Cohort 1 Efficacy Data
The cohort 1 EASI and IGA scores are shown in Table 2 below.
- EASI scores at 28-day and 58-day follow-up demonstrate a favorable effect of soquelitinib treatment compared to placebo.
- The soquelitinib mean EASI score reduction was 55.9% at 28 days (n=12) compared to mean EASI reduction of 27.0% in placebo. At day 58, continued improvement in the soquelitinib group was seen with mean EASI reduction of 69.1% (n=10) compared to mean EASI reduction of 19.1% for the placebo group.
- At day 28, in the soquelitinib group, nine of 12 patients achieved EASI 50; three of 12 achieved EASI 75 and one of 12 achieved EASI 90. Three of 12 patients achieved IGA 0 or 1. In the placebo group, two of four patients achieved EASI 50 and no patients achieved EASI 75, EASI 90 or IGA 0 or 1.
- At day 58, in the soquelitinib group, nine of 10 patients achieved EASI 50, four of 10 achieved EASI 75 and one of 10 achieved EASI 90. Three of 10 patients achieved IGA 0 or 1. In the placebo group, one in four patients achieved EASI 50 and no patients achieved EASI 75, EASI 90 or IGA 0 or 1.
- The timing of EASI improvement in the soquelitinib group indicates that a treatment effect begins early, at eight days, and continues for the remainder of the study. (See Figures 1 and 2 below). All soquelitinib treated patients showed improvement in EASI scores.
- The small number of placebo patients demonstrates a variable course over the treatment period with no substantial change over the 58-day period.
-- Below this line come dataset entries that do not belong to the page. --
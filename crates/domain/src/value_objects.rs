use std::fmt;

use chrono::{DateTime, Utc};
use serde::{Deserialize, Serialize};
use uuid::Uuid;

/// 统一的时间戳类型。
pub type Timestamp = DateTime<Utc>;

macro_rules! entity_id {
    ($(#[$meta:meta])* $name:ident) => {
        $(#[$meta])*
        #[derive(Debug, Clone, Copy, PartialEq, Eq, Hash, PartialOrd, Ord, Serialize, Deserialize)]
        #[serde(transparent)]
        pub struct $name(pub Uuid);

        impl $name {
            pub fn new(id: Uuid) -> Self {
                Self(id)
            }

            pub fn generate() -> Self {
                Self(Uuid::new_v4())
            }
        }

        impl fmt::Display for $name {
            fn fmt(&self, f: &mut fmt::Formatter<'_>) -> fmt::Result {
                write!(f, "{}", self.0)
            }
        }

        impl From<Uuid> for $name {
            fn from(value: Uuid) -> Self {
                Self(value)
            }
        }

        impl From<$name> for Uuid {
            fn from(value: $name) -> Self {
                value.0
            }
        }
    };
}

entity_id!(
    /// 用户唯一标识。
    UserId
);
entity_id!(
    /// 会话唯一标识。
    ChatId
);
entity_id!(
    /// 消息唯一标识。
    MessageId
);
entity_id!(ReactionId);
entity_id!(ReplyId);
entity_id!(
    /// 投递状态行的主键。
    DeliveryStatusId
);
entity_id!(ChatBlockId);
entity_id!(NotificationId);

/// 分页参数，页码从 1 开始。
#[derive(Debug, Clone, Copy, PartialEq, Eq, Serialize, Deserialize)]
pub struct Pagination {
    pub page: u32,
    pub limit: u32,
}

impl Pagination {
    pub const DEFAULT_LIMIT: u32 = 20;
    pub const MAX_LIMIT: u32 = 100;

    /// 归一化页码与每页数量：页码至少为 1，每页数量限制在 1..=MAX_LIMIT。
    pub fn new(page: Option<u32>, limit: Option<u32>) -> Self {
        Self {
            page: page.unwrap_or(1).max(1),
            limit: limit
                .unwrap_or(Self::DEFAULT_LIMIT)
                .clamp(1, Self::MAX_LIMIT),
        }
    }

    pub fn offset(&self) -> u64 {
        u64::from(self.page.saturating_sub(1)) * u64::from(self.limit)
    }
}

impl Default for Pagination {
    fn default() -> Self {
        Self::new(None, None)
    }
}
#[tokio::test]
async fn test_reactions_and_replies() {
    let h = harness();
    let ids = users(&h, &["alice", "bob"]).await;
    let chat = h.service.create_chat(private(ids[0], ids[1])).await.unwrap();
    let first = h
        .service
        .send_message(text(chat.chat.id, ids[0], "one"))
        .await
        .unwrap();
    let second = h
        .service
        .send_message(text(chat.chat.id, ids[0], "two"))
        .await
        .unwrap();
    h.dispatcher.clear().await;

    // 同一用户可以多次表态
    for emoji in ["👍", "🎉"] {
        h.service
            .add_reaction(AddReactionRequest {
                message_id: first.message.id,
                user_id: ids[1],
                emoji: emoji.to_string(),
            })
            .await
            .unwrap();
    }

    let reply = h
        .service
        .add_reply(AddReplyRequest {
            message_id: first.message.id,
            user_id: ids[1],
            text: Some("agreed".to_string()),
            reply_to_id: None,
        })
        .await
        .unwrap();
    let nested = h
        .service
        .add_reply(AddReplyRequest {
            message_id: first.message.id,
            user_id: ids[0],
            text: Some("thanks".to_string()),
            reply_to_id: Some(reply.id),
        })
        .await
        .unwrap();
    assert_eq!(nested.reply_to_id, Some(reply.id));

    // 指向其他消息下的回复
    let err = h
        .service
        .add_reply(AddReplyRequest {
            message_id: second.message.id,
            user_id: ids[0],
            text: None,
            reply_to_id: Some(reply.id),
        })
        .await
        .unwrap_err();
    assert!(matches!(err, ApplicationError::Domain(DomainError::ReplyNotFound)));

    let history = h
        .service
        .get_messages(chat.chat.id, ids[1], Pagination::default())
        .await
        .unwrap();
    assert_eq!(history[0].message.id, second.message.id);
    assert_eq!(history[1].reactions.len(), 2);
    assert_eq!(history[1].replies.len(), 2);

    let reaction_id = history[1].reactions[0].id;
    h.service
        .remove_reaction(first.message.id, reaction_id, ids[1])
        .await
        .unwrap();
    let err = h
        .service
        .remove_reaction(first.message.id, reaction_id, ids[1])
        .await
        .unwrap_err();
    assert!(matches!(err, ApplicationError::Domain(DomainError::ReactionNotFound)));

    h.service
        .remove_reply(first.message.id, nested.id, ids[0])
        .await
        .unwrap();
    assert!(h.dispatcher.events().await.is_empty());
}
| TABLE 2: COHORT 1 EFFICACY RESULTS | ||||
| 4 WEEK (DAY 28) | 8 WEEK (DAY 58) | |||
| PLACEBO | SOQUELITINIB | PLACEBO | SOQUELITINIB | |
| (N=4) | (N=12) | (N=4) | (N=10) | |
| CHANGE EASI MEAN % REDUCTION |
27.0 | 55.9 | 19.1 | 69.1 |
| EASI 50 (%PTS) | 50 | 75 | 25 | 90 |
| EASI 75 (%PTS) | 0 | 25 | 0 | 40 |
| EASI 90 (%PTS) | 0 | 8 | 0 | 10 |
| IGA 0 OR 1 (%PTS) | 0 | 25 | 0 | 30 |
Figure 1: Mean EASI Score Change from Baseline (%) for Soquelitinib Treatment Group (N=12 at day 28 and N=10 at day 58)
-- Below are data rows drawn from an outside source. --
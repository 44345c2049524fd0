use std::sync::Arc;

use application::repository::{
    ChatBlockRepository, ChatMemberRepository, ChatRepository, MessageRepository, UserDirectory,
};
use async_trait::async_trait;
use chrono::{DateTime, Utc};
use domain::{
    Chat, ChatBlock, ChatBlockId, ChatId, ChatMember, GroupDetail, Message, MessageId, Pagination,
    Reaction, ReactionId, RepositoryError, Reply, ReplyId, Timestamp, UserId, UserProfile,
};
use sqlx::{postgres::PgPoolOptions, FromRow, PgPool};
use uuid::Uuid;

use crate::delivery::PgDeliveryStatusRepository;
use crate::notification::PgNotificationRepository;

/// Postgres 唯一约束冲突
const UNIQUE_VIOLATION: &str = "23505";

pub(crate) fn map_sqlx_err(err: sqlx::Error) -> RepositoryError {
    match &err {
        sqlx::Error::RowNotFound => RepositoryError::NotFound,
        sqlx::Error::Database(db) if db.code().as_deref() == Some(UNIQUE_VIOLATION) => {
            RepositoryError::Conflict
        }
        _ => RepositoryError::storage(err.to_string()),
    }
}

pub(crate) fn invalid_data(message: impl Into<String>) -> RepositoryError {
    RepositoryError::storage(message)
}

pub(crate) fn uuids<T: Copy + Into<Uuid>>(ids: &[T]) -> Vec<Uuid> {
    ids.iter().map(|id| (*id).into()).collect()
}

pub(crate) fn limit_offset(page: Pagination) -> (i64, i64) {
    (i64::from(page.limit), page.offset() as i64)
}

/// 生成 ILIKE 子串匹配模式，转义通配符
fn like_pattern(needle: &str) -> String {
    let escaped = needle
        .replace('\\', "\\\\")
        .replace('%', "\\%")
        .replace('_', "\\_");
    format!("%{escaped}%")
}

#[derive(Debug, FromRow)]
struct ChatRecord {
    id: Uuid,
    kind: String,
    created_at: DateTime<Utc>,
    updated_at: DateTime<Utc>,
    deleted_at: Option<DateTime<Utc>>,
}

impl TryFrom<ChatRecord> for Chat {
    type Error = RepositoryError;

    fn try_from(value: ChatRecord) -> Result<Self, Self::Error> {
        Ok(Chat {
            id: ChatId::from(value.id),
            kind: value
                .kind
                .parse()
                .map_err(|err: domain::DomainError| invalid_data(err.to_string()))?,
            created_at: value.created_at,
            updated_at: value.updated_at,
            deleted_at: value.deleted_at,
        })
    }
}

#[derive(Debug, FromRow)]
struct GroupRecord {
    chat_id: Uuid,
    name: String,
    icon_url: Option<String>,
    description: Option<String>,
}

impl From<GroupRecord> for GroupDetail {
    fn from(value: GroupRecord) -> Self {
        GroupDetail {
            chat_id: ChatId::from(value.chat_id),
            name: value.name,
            icon_url: value.icon_url,
            description: value.description,
        }
    }
}

#[derive(Debug, FromRow)]
struct MemberRecord {
    chat_id: Uuid,
    user_id: Uuid,
    role: String,
    joined_at: DateTime<Utc>,
    left_at: Option<DateTime<Utc>>,
}

impl TryFrom<MemberRecord> for ChatMember {
    type Error = RepositoryError;

    fn try_from(value: MemberRecord) -> Result<Self, Self::Error> {
        Ok(ChatMember {
            chat_id: ChatId::from(value.chat_id),
            user_id: UserId::from(value.user_id),
            role: value
                .role
                .parse()
                .map_err(|err: domain::DomainError| invalid_data(err.to_string()))?,
            joined_at: value.joined_at,
            left_at: value.left_at,
        })
    }
}
use std::collections::BTreeSet;
use std::fmt;
use std::str::FromStr;

use serde::{Deserialize, Serialize};

use crate::errors::DomainError;
use crate::value_objects::{ChatBlockId, ChatId, Timestamp, UserId};

#[derive(Debug, Clone, Copy, PartialEq, Eq, Hash, Serialize, Deserialize)]
#[serde(rename_all = "SCREAMING_SNAKE_CASE")]
pub enum ChatKind {
    Private,
    Group,
}

impl ChatKind {
    pub fn as_str(&self) -> &'static str {
        match self {
            ChatKind::Private => "PRIVATE",
            ChatKind::Group => "GROUP",
        }
    }
}

impl fmt::Display for ChatKind {
    fn fmt(&self, f: &mut fmt::Formatter<'_>) -> fmt::Result {
        f.write_str(self.as_str())
    }
}

impl FromStr for ChatKind {
    type Err = DomainError;

    fn from_str(s: &str) -> Result<Self, Self::Err> {
        match s {
            "PRIVATE" => Ok(ChatKind::Private),
            "GROUP" => Ok(ChatKind::Group),
            other => Err(DomainError::invalid_argument(
                "type",
                format!("unknown chat kind {other}"),
            )),
        }
    }
}

#[derive(Debug, Clone, PartialEq, Eq, Serialize, Deserialize)]
#[serde(rename_all = "camelCase")]
pub struct Chat {
    pub id: ChatId,
    pub kind: ChatKind,
    pub created_at: Timestamp,
    pub updated_at: Timestamp,
    pub deleted_at: Option<Timestamp>,
}

impl Chat {
    pub fn new(id: ChatId, kind: ChatKind, created_at: Timestamp) -> Self {
        Self {
            id,
            kind,
            created_at,
            updated_at: created_at,
            deleted_at: None,
        }
    }

    pub fn is_private(&self) -> bool {
        matches!(self.kind, ChatKind::Private)
    }
}

/// 群聊附带的资料，每个 GROUP 会话恰好一条。
#[derive(Debug, Clone, PartialEq, Eq, Serialize, Deserialize)]
#[serde(rename_all = "camelCase")]
pub struct GroupDetail {
    pub chat_id: ChatId,
    pub name: String,
    pub icon_url: Option<String>,
    pub description: Option<String>,
}

impl GroupDetail {
    pub fn new(
        chat_id: ChatId,
        name: impl Into<String>,
        icon_url: Option<String>,
        description: Option<String>,
    ) -> Result<Self, DomainError> {
        let name = name.into().trim().to_owned();
        if name.is_empty() {
            return Err(DomainError::invalid_argument("groupName", "cannot be empty"));
        }
        if name.len() > 100 {
            return Err(DomainError::invalid_argument("groupName", "too long"));
        }
        Ok(Self {
            chat_id,
            name,
            icon_url,
            description,
        })
    }
}

#[derive(Debug, Clone, Copy, PartialEq, Eq, Hash, Serialize, Deserialize)]
#[serde(rename_all = "SCREAMING_SNAKE_CASE")]
pub enum MemberRole {
    Admin,
    Member,
}

impl MemberRole {
    pub fn as_str(&self) -> &'static str {
        match self {
            MemberRole::Admin => "ADMIN",
            MemberRole::Member => "MEMBER",
        }
    }
}

impl FromStr for MemberRole {
    type Err = DomainError;

    fn from_str(s: &str) -> Result<Self, Self::Err> {
        match s {
            "ADMIN" => Ok(MemberRole::Admin),
            "MEMBER" => Ok(MemberRole::Member),
            other => Err(DomainError::invalid_argument(
                "role",
                format!("unknown member role {other}"),
            )),
        }
    }
}

/// 会话成员，以 (chat_id, user_id) 为复合标识。
///
/// `left_at` 为空表示当前仍是成员；离开与重新加入翻转的是同一行。
#[derive(Debug, Clone, PartialEq, Eq, Serialize, Deserialize)]
#[serde(rename_all = "camelCase")]
pub struct ChatMember {
    pub chat_id: ChatId,
    pub user_id: UserId,
    pub role: MemberRole,
    pub joined_at: Timestamp,
    pub left_at: Option<Timestamp>,
}

impl ChatMember {
    pub fn new(chat_id: ChatId, user_id: UserId, role: MemberRole, joined_at: Timestamp) -> Self {
        Self {
            chat_id,
            user_id,
            role,
            joined_at,
            left_at: None,
        }
    }

    pub fn is_active(&self) -> bool {
        self.left_at.is_none()
    }

    pub fn rejoin(&mut self, at: Timestamp) {
        self.joined_at = at;
        self.left_at = None;
    }

    pub fn leave(&mut self, at: Timestamp) {
        self.left_at = Some(at);
    }

    /// 创建者为 ADMIN，其余成员为 MEMBER；成员列表去重且总是包含创建者。
    pub fn roster(
        chat_id: ChatId,
        creator_id: UserId,
        member_ids: &[UserId],
        joined_at: Timestamp,
    ) -> Vec<ChatMember> {
        let mut seen = BTreeSet::new();
        seen.insert(creator_id);
        let mut members = vec![ChatMember::new(
            chat_id,
            creator_id,
            MemberRole::Admin,
            joined_at,
        )];
        for user_id in member_ids {
            if seen.insert(*user_id) {
                members.push(ChatMember::new(
                    chat_id,
                    *user_id,
                    MemberRole::Member,
                    joined_at,
                ));
            }
        }
        members
    }
}

/// 会话内的拉黑记录。
#[derive(Debug, Clone, PartialEq, Eq, Serialize, Deserialize)]
#[serde(rename_all = "camelCase")]
pub struct ChatBlock {
    pub id: ChatBlockId,
    pub chat_id: ChatId,
    pub blocked_by: UserId,
    pub blocked_to: UserId,
}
Figure 2: Mean EASI Score Change from Baseline (%) for Placebo Group (N=4)
Cohort 1 Safety Data
No significant safety issues were observed. All the patients completed 28 days of dosing. One patient reported Grade 1 nausea that did not interfere with the subject receiving the full treatment course, and one patient developed COVID-19 on day 28 of treatment; that patient had an uneventful recovery. No clinically significant laboratory abnormalities were seen. See Table 3 below.
| TABLE 3: COHORT 1 SAFETY | ||
| SOQUELITINIB | PLACEBO | |
| (N=12) | (N=4) | |
| SUBJECTS WITH ADVERSE EVENTS | 2* | 0 |
| SERIOUS ADVERSE EVENTS | 0 | 0 |
| ADVERSE EVENTS LEADING TO STUDY DRUG DISCONTINUATION | 0 | 0 |
| ADVERSE EVENTS LEADING TO DEATH | 0 | 0 |
| TREATMENT-RELATED ADVERSE EVENTS: | ||
| NAUSEA (GRADE 1) | 1 | 0 |
| *Reported adverse events: Nausea (N=1) and Covid-19 (N=1); both resolved without any dose modification. | ||
Serum Cytokine Changes
Relationships between reductions in certain cytokines with improvement in EASI scores were observed. Significant cytokines changes were seen for IL-5, IL-17, IL-31, IL-33, TSLP and a trend for TARC in EASI 50 responders (N=9) compared to non-responders (N=3). No such relationships were seen in the placebo group.
Cohort 2 Initial Efficacy and Safety Data
As of December 16, the Company has enrolled 12 patients in Cohort 2 of the trial (soquelitinib 200 mg oral once per day). As of December 7, Day 28 follow up data is available for three patients with efficacy results consistent with that seen in Cohort 1. No clinically significant laboratory abnormalities or treatment related adverse events have been reported in any of the patients enrolled in Cohort 2.